Thursday, 1 December 2011

Smashed Potatoes

This recipe has to be one of my kids favourites.  It is great because it can be prepared early and just popped into the oven for the last 20  minutes.  Here's what you do.

Boil or microwave clean unpeeled potatoes until soft.  Place them into a china baking dish (ie lasagne dish) and smash them up with a potato masher until they are broken up into small pieces. 

Pour over them a good slosh of good quality of olive oil.  Sprinkle over a liberal amount of good salt and fresh rosemary leaves. 

(At this stage you can store in the fridge until later if you want to get organised earlier in the day)

Bake in the oven for 20 minutes.

Beef Fillet with Oven Baked Mushroom Sauce

The other day I had to organise a dinner party with not a lot of notice.  This is my very quick recipe that I often cook for friend and family.


Ingredients
1 whole Beef Fillet
1 Tbs Chopped Fresh Rosemary
1 Tbs Chopped Fresh Thyme
1 Tbs Chopped Fresh Oregano
1 Tbs Good Quality Salt Flakes (I use either "Maldon" or Murry River Salt)
Approx 1 tsp Freshly Ground Black Pepper

For the Mushroom Sauce
2 to 3 cups of quartered Mushrooms
Approx 2 Tbls Flour (You can use Gluten Free if you wish)
1 Tbls Soy Sauce
1 1/2 Cups milk
approx 1/4 cup Chicken Stock

Fold the thin end of the Fillet over to make the fillet a uniform thickness.  Tie string around the fillet in several places to prevent the fillet from shrinking when cooking. See picture below.

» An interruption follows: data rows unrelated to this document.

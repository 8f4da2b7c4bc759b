use crate::error::ChartResult;
use crate::render::{PathStyle, TextStyle};

/// Immediate-mode drawing surface used by axes and renderers.
///
/// Style and translation are part of the saved state: `restore` undoes every
/// `set_*_style` and `translate` issued since the matching `save`.
pub trait Canvas {
    fn save(&mut self);
    fn restore(&mut self);
    fn translate(&mut self, dx: f64, dy: f64);
    fn set_stroke_style(&mut self, style: &PathStyle);
    fn set_text_style(&mut self, style: &TextStyle);
    fn stroke_line(&mut self, x1: f64, y1: f64, x2: f64, y2: f64) -> ChartResult<()>;
    fn fill_text(&mut self, text: &str, x: f64, y: f64) -> ChartResult<()>;
    fn clear_rect(&mut self, x: f64, y: f64, width: f64, height: f64) -> ChartResult<()>;
    fn resize(&mut self, width: f64, height: f64) -> ChartResult<()>;
    fn size(&self) -> (f64, f64);
}
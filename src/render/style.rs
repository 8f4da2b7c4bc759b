use serde::{Deserialize, Serialize};

use crate::error::{ChartError, ChartResult};

/// RGBA color in normalized 0..=1 channel values.
#[derive(Debug, Clone, Copy, PartialEq, Serialize, Deserialize)]
pub struct Color {
    pub red: f64,
    pub green: f64,
    pub blue: f64,
    pub alpha: f64,
}

impl Color {
    pub const BLACK: Self = Self::rgb(0.0, 0.0, 0.0);
    pub const GRAY: Self = Self::rgb(0.5, 0.5, 0.5);

    #[must_use]
    pub const fn rgba(red: f64, green: f64, blue: f64, alpha: f64) -> Self {
        Self {
            red,
            green,
            blue,
            alpha,
        }
    }

    #[must_use]
    pub const fn rgb(red: f64, green: f64, blue: f64) -> Self {
        Self::rgba(red, green, blue, 1.0)
    }

    pub fn validate(self) -> ChartResult<()> {
        for (channel, value) in [
            ("red", self.red),
            ("green", self.green),
            ("blue", self.blue),
            ("alpha", self.alpha),
        ] {
            if !value.is_finite() || !(0.0..=1.0).contains(&value) {
                return Err(ChartError::InvalidData(format!(
                    "color channel `{channel}` must be finite and in [0, 1]"
                )));
            }
        }
        Ok(())
    }
}

impl Default for Color {
    fn default() -> Self {
        Self::BLACK
    }
}

/// Stroke parameters for lines (tick marks, axis baseline, data polylines).
#[derive(Debug, Clone, Copy, PartialEq, Serialize, Deserialize)]
pub struct PathStyle {
    pub stroke_width: f64,
    pub color: Color,
}

impl PathStyle {
    #[must_use]
    pub const fn new(stroke_width: f64, color: Color) -> Self {
        Self {
            stroke_width,
            color,
        }
    }

    pub fn validate(self) -> ChartResult<()> {
        if !self.stroke_width.is_finite() || self.stroke_width <= 0.0 {
            return Err(ChartError::InvalidData(
                "stroke width must be finite and > 0".to_owned(),
            ));
        }
        self.color.validate()
    }
}

impl Default for PathStyle {
    fn default() -> Self {
        Self::new(1.0, Color::BLACK)
    }
}

/// Horizontal text alignment relative to the anchor x.
#[derive(Debug, Clone, Copy, PartialEq, Eq, Serialize, Deserialize, Default)]
pub enum TextHAlign {
    #[default]
    Left,
    Center,
    Right,
}

/// Vertical placement of the text box relative to the anchor y.
#[derive(Debug, Clone, Copy, PartialEq, Eq, Serialize, Deserialize, Default)]
pub enum TextVAlign {
    Top,
    Center,
    #[default]
    Baseline,
    Bottom,
}

/// Font and placement parameters for labels.
#[derive(Debug, Clone, Copy, PartialEq, Serialize, Deserialize)]
pub struct TextStyle {
    pub font_size_px: f64,
    pub color: Color,
    pub h_align: TextHAlign,
    pub v_align: TextVAlign,
    /// Clockwise rotation in degrees around the anchor.
    pub rotation_deg: f64,
}

impl TextStyle {
    #[must_use]
    pub fn new(font_size_px: f64) -> Self {
        Self {
            font_size_px,
            ..Self::default()
        }
    }

    #[must_use]
    pub fn with_alignment(mut self, h_align: TextHAlign, v_align: TextVAlign) -> Self {
        self.h_align = h_align;
        self.v_align = v_align;
        self
    }

    #[must_use]
    pub fn with_rotation(mut self, rotation_deg: f64) -> Self {
        self.rotation_deg = rotation_deg;
        self
    }

    #[must_use]
    pub fn with_color(mut self, color: Color) -> Self {
        self.color = color;
        self
    }

    pub fn validate(self) -> ChartResult<()> {
        if !self.font_size_px.is_finite() || self.font_size_px <= 0.0 {
            return Err(ChartError::InvalidData(
                "font size must be finite and > 0".to_owned(),
            ));
        }
        if !self.rotation_deg.is_finite() {
            return Err(ChartError::InvalidData(
                "text rotation must be finite".to_owned(),
            ));
        }
        self.color.validate()
    }
}

impl Default for TextStyle {
    fn default() -> Self {
        Self {
            font_size_px: 10.0,
            color: Color::BLACK,
            h_align: TextHAlign::Left,
            v_align: TextVAlign::Baseline,
            rotation_deg: 0.0,
        }
    }
}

Mix the herbs, salt and pepper together.  Roll the tied fillet in the mixture until well covered.  Sear in a roasting pan for a couple of minutes on each side.  (The pan should be one that can go on the stove top and in the oven)

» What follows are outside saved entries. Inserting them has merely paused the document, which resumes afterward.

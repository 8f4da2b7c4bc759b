use std::rc::Rc;

use serde::{Deserialize, Serialize};

use crate::core::{BitState, Rect};
use crate::error::ChartResult;
use crate::render::Canvas;

/// Overlay node group a plugin contributes on top of the plot area.
///
/// Groups are drawn in ascending `z_order`, ties keep registration order.
#[derive(Debug, Clone, PartialEq, Eq, Serialize, Deserialize)]
pub struct OverlayGroup {
    pub name: String,
    pub z_order: i32,
}

impl OverlayGroup {
    #[must_use]
    pub fn new(name: impl Into<String>) -> Self {
        Self {
            name: name.into(),
            z_order: 0,
        }
    }

    #[must_use]
    pub fn with_z_order(mut self, z_order: i32) -> Self {
        self.z_order = z_order;
        self
    }
}

/// Extension hook interface driven by the chart's layout phases.
///
/// Plugins report their own invalidations through [`bit_state`](Self::bit_state);
/// the chart chains that state into its own.
pub trait ChartPlugin {
    fn id(&self) -> &str;

    fn run_pre_layout(&mut self) {}

    /// Called with the plot area once per cycle, after pre-layout ran.
    fn layout_children(&mut self, _plot_area: Rect) {}

    fn run_post_layout(&mut self) {}

    fn bit_state(&self) -> &Rc<BitState>;

    fn overlay(&self) -> &OverlayGroup;

    /// Draws the overlay group onto the plot canvas after the renderers.
    fn render_overlay(&self, _canvas: &mut dyn Canvas) -> ChartResult<()> {
        Ok(())
    }
}
use std::sync::Arc;

use tracing::trace;

use crate::core::{ChartBit, SyncStateListener};
use crate::dataset::{DataSet, dataset_key};
use crate::error::{ChartError, ChartResult};
use crate::extensions::ChartRenderer;
use crate::render::Canvas;

use super::Chart;
use super::chart::DataSetSubscription;

impl<C: Canvas> Chart<C> {
    /// Attaches a dataset drawn by the first renderer.
    pub fn add_dataset(&mut self, dataset: Arc<dyn DataSet>) -> ChartResult<()> {
        let key = dataset_key(&dataset);
        if self.datasets.iter().any(|entry| dataset_key(entry) == key) {
            return Err(ChartError::InvalidData(format!(
                "dataset `{}` is already attached to the chart",
                dataset.name()
            )));
        }
        self.subscribe_dataset(&dataset);
        self.datasets.push(dataset);
        self.state.set_dirty(ChartBit::ChartDataSets.bit());
        Ok(())
    }

    /// Returns `true` when the dataset was attached.
    pub fn remove_dataset(&mut self, dataset: &Arc<dyn DataSet>) -> ChartResult<bool> {
        let key = dataset_key(dataset);
        let Some(position) = self
            .datasets
            .iter()
            .position(|entry| dataset_key(entry) == key)
        else {
            return Ok(false);
        };
        self.datasets.remove(position);
        self.unsubscribe_dataset(dataset)?;
        self.state.set_dirty(ChartBit::ChartDataSets.bit());
        Ok(true)
    }

    #[must_use]
    pub fn datasets(&self) -> &[Arc<dyn DataSet>] {
        &self.datasets
    }

    /// Every distinct dataset, attached directly or through a renderer.
    #[must_use]
    pub fn all_datasets(&self) -> Vec<Arc<dyn DataSet>> {
        self.dataset_subscriptions
            .values()
            .map(|subscription| Arc::clone(&subscription.dataset))
            .collect()
    }

    /// Registers a renderer with a unique id, subscribing its datasets.
    pub fn add_renderer(&mut self, renderer: Box<dyn ChartRenderer>) -> ChartResult<()> {
        let renderer_id = renderer.id().to_owned();
        if renderer_id.is_empty() {
            return Err(ChartError::InvalidData(
                "renderer id must not be empty".to_owned(),
            ));
        }
        if self.has_renderer(&renderer_id) {
            return Err(ChartError::InvalidData(format!(
                "renderer with id `{renderer_id}` is already registered"
            )));
        }
        for dataset in renderer.datasets() {
            self.subscribe_dataset(dataset);
        }
        renderer
            .bit_state()
            .add_change_listener(self.state_as_listener());
        self.renderers.push(renderer);
        self.state.set_dirty(ChartBit::ChartRenderers.bit());
        Ok(())
    }

    /// Unregisters a renderer by id. Returns the renderer when removed.
    pub fn remove_renderer(
        &mut self,
        renderer_id: &str,
    ) -> ChartResult<Option<Box<dyn ChartRenderer>>> {
        let Some(position) = self.renderer_position(renderer_id) else {
            return Ok(None);
        };
        let renderer = self.renderers.remove(position);
        for dataset in renderer.datasets() {
            self.unsubscribe_dataset(dataset)?;
        }
        renderer
            .bit_state()
            .remove_change_listener(&self.state_as_listener())?;
        self.state.set_dirty(ChartBit::ChartRenderers.bit());
        Ok(Some(renderer))
    }

    /// Attaches a dataset to a registered renderer.
    pub fn add_renderer_dataset(
        &mut self,
        renderer_id: &str,
        dataset: Arc<dyn DataSet>,
    ) -> ChartResult<()> {
        let position = self
            .renderer_position(renderer_id)
            .ok_or_else(|| ChartError::UnknownRenderer(renderer_id.to_owned()))?;
        self.subscribe_dataset(&dataset);
        self.renderers[position].add_dataset(dataset);
        Ok(())
    }

    /// Detaches a dataset from a registered renderer. Returns `true` when the
    /// renderer had it.
    pub fn remove_renderer_dataset(
        &mut self,
        renderer_id: &str,
        dataset: &Arc<dyn DataSet>,
    ) -> ChartResult<bool> {
        let position = self
            .renderer_position(renderer_id)
            .ok_or_else(|| ChartError::UnknownRenderer(renderer_id.to_owned()))?;
        if !self.renderers[position].remove_dataset(dataset) {
            return Ok(false);
        }
        self.unsubscribe_dataset(dataset)?;
        Ok(true)
    }

    #[must_use]
    pub fn renderer(&self, renderer_id: &str) -> Option<&dyn ChartRenderer> {
        self.renderers
            .iter()
            .find(|renderer| renderer.id() == renderer_id)
            .map(|renderer| renderer.as_ref())
    }

    #[must_use]
    pub fn renderer_count(&self) -> usize {
        self.renderers.len()
    }

    #[must_use]
    pub fn has_renderer(&self, renderer_id: &str) -> bool {
        self.renderer_position(renderer_id).is_some()
    }

    fn renderer_position(&self, renderer_id: &str) -> Option<usize> {
        self.renderers
            .iter()
            .position(|renderer| renderer.id() == renderer_id)
    }

    /// The aggregator listens to each dataset once, however many times it is
    /// attached.
    fn subscribe_dataset(&mut self, dataset: &Arc<dyn DataSet>) {
        let subscription = self
            .dataset_subscriptions
            .entry(dataset_key(dataset))
            .or_insert_with(|| DataSetSubscription {
                dataset: Arc::clone(dataset),
                refs: 0,
            });
        subscription.refs += 1;
        if subscription.refs == 1 {
            dataset
                .bit_state()
                .add_change_listener(self.aggregator_as_listener());
            trace!(dataset = %dataset.name(), "subscribed dataset aggregator");
        }
        self.state.set_dirty(ChartBit::ChartDataSets.bit());
    }

    fn unsubscribe_dataset(&mut self, dataset: &Arc<dyn DataSet>) -> ChartResult<()> {
        let key = dataset_key(dataset);
        let Some(subscription) = self.dataset_subscriptions.get_mut(&key) else {
            return Ok(());
        };
        subscription.refs -= 1;
        if subscription.refs == 0 {
            self.dataset_subscriptions.shift_remove(&key);
            dataset
                .bit_state()
                .remove_change_listener(&self.aggregator_as_listener())?;
            trace!(dataset = %dataset.name(), "unsubscribed dataset aggregator");
        }
        self.state.set_dirty(ChartBit::ChartDataSets.bit());
        Ok(())
    }

    fn aggregator_as_listener(&self) -> Arc<dyn SyncStateListener> {
        self.dataset_state.clone()
    }
}

#[cfg(test)]
mod tests {
    use std::sync::Arc;

    use crate::api::Chart;
    use crate::dataset::{DataSet, DefaultDataSet};
    use crate::error::ChartError;
    use crate::extensions::LineRenderer;

    fn dataset(name: &str) -> Arc<dyn DataSet> {
        Arc::new(DefaultDataSet::new(name))
    }

    #[test]
    fn shared_dataset_is_subscribed_once() {
        let mut chart = Chart::headless().expect("chart");
        let shared = dataset("shared");
        chart.add_dataset(Arc::clone(&shared)).expect("add");
        chart.add_renderer(Box::new(LineRenderer::new("line"))).expect("renderer");
        chart
            .add_renderer_dataset("line", Arc::clone(&shared))
            .expect("renderer dataset");

        assert_eq!(shared.bit_state().change_listener_count(), 1);
        assert_eq!(chart.all_datasets().len(), 1);

        assert!(chart.remove_dataset(&shared).expect("remove"));
        assert_eq!(shared.bit_state().change_listener_count(), 1);
        assert!(chart.remove_renderer("line").expect("remove").is_some());
        assert_eq!(shared.bit_state().change_listener_count(), 0);
        assert!(chart.all_datasets().is_empty());
    }

    #[test]
    fn duplicate_registrations_are_rejected() {
        let mut chart = Chart::headless().expect("chart");
        let a = dataset("a");
        chart.add_dataset(Arc::clone(&a)).expect("add");
        assert!(chart.add_dataset(a).is_err());

        chart.add_renderer(Box::new(LineRenderer::new("line"))).expect("renderer");
        assert!(chart.add_renderer(Box::new(LineRenderer::new("line"))).is_err());
        assert!(chart.add_renderer(Box::new(LineRenderer::new(""))).is_err());
        assert_eq!(chart.renderer_count(), 1);
    }

    #[test]
    fn renderer_datasets_cascade_on_add_and_remove() {
        let mut chart = Chart::headless().expect("chart");
        let mut renderer = LineRenderer::new("line");
        let own = dataset("own");
        crate::extensions::ChartRenderer::add_dataset(&mut renderer, Arc::clone(&own));
        chart.add_renderer(Box::new(renderer)).expect("renderer");
        assert_eq!(own.bit_state().change_listener_count(), 1);

        assert!(chart.remove_renderer_dataset("line", &own).expect("remove"));
        assert!(!chart.remove_renderer_dataset("line", &own).expect("remove"));
        assert_eq!(own.bit_state().change_listener_count(), 0);
        assert_eq!(chart.renderer("line").map(|r| r.datasets().len()), Some(0));

        let err = chart
            .add_renderer_dataset("missing", own)
            .expect_err("unknown renderer");
        assert!(matches!(err, ChartError::UnknownRenderer(id) if id == "missing"));
    }
}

Place chopped mushrooms in the roasting pan with the beef.  Place in oven Preheated to 200 C.  Cook for 20-30 minutes (I like my meat rare so i always take the meat out after 20 minutes.)

Cover the meat in foil and rest while you make the mushroom sauce.  Put the roasting pan with the mushroom on the stove top.  Sprinkle with the flour and cook for a little time until the flour has been absorbed by the liquid and thicken slightly.  Add the soy, stock and milk and cook until it has obtained the correct consistency.

I serve this with a nice green salad and my smashed potatoes.  Very easy and delicious.

Lamb Wraps


Here's what my family had for dinner tonight which was a great success for all.

I combined approx tablespoon of sumac, dried thyme, chopprd fresh oregano, toasted sesame seeds, sweet paprika, good quality flakey salt
or
1/4 good quality dukka
or
2 tbls middle eastern spice mix

2 tablespoon good quality olive olie

a good grind of pepper

2 lamb mini roast

 Mix oil with spices or dukka or middle eastern spice mix.  Cover lamb mini roast with mix.  Bake in oven at 200oC oven for 30 minutes. 

Serve lamb with cos lettuce, tzatziki dip, fetta cheese, chopped tomato on pita bread.


Kathryn's Family Meal Rescue

So many of my friends, like me, are busy with their kids, time poor and quite frankly out of energy by the end of the day.  The last thing that they feel like doing is spending any time or creative effort on that dreaded chore of cooking a family meal.  Although I like cooking, I too by the end of the day am looking for the quick fix for dinner, but I also like good food.  I have spent may years collecting ideas and recipes for simple dinners which give maximum taste and minimal effort, and I hope to share them with anyone who is interested.  My aim is to give everyday families the tools and inspiration to produce great meals which are easy to prepare and hopefully kid friendly.  Hopefully this site will take the fear out of cooking the family meal and provide some inspiration for the tired parent trying to feed a hungry family.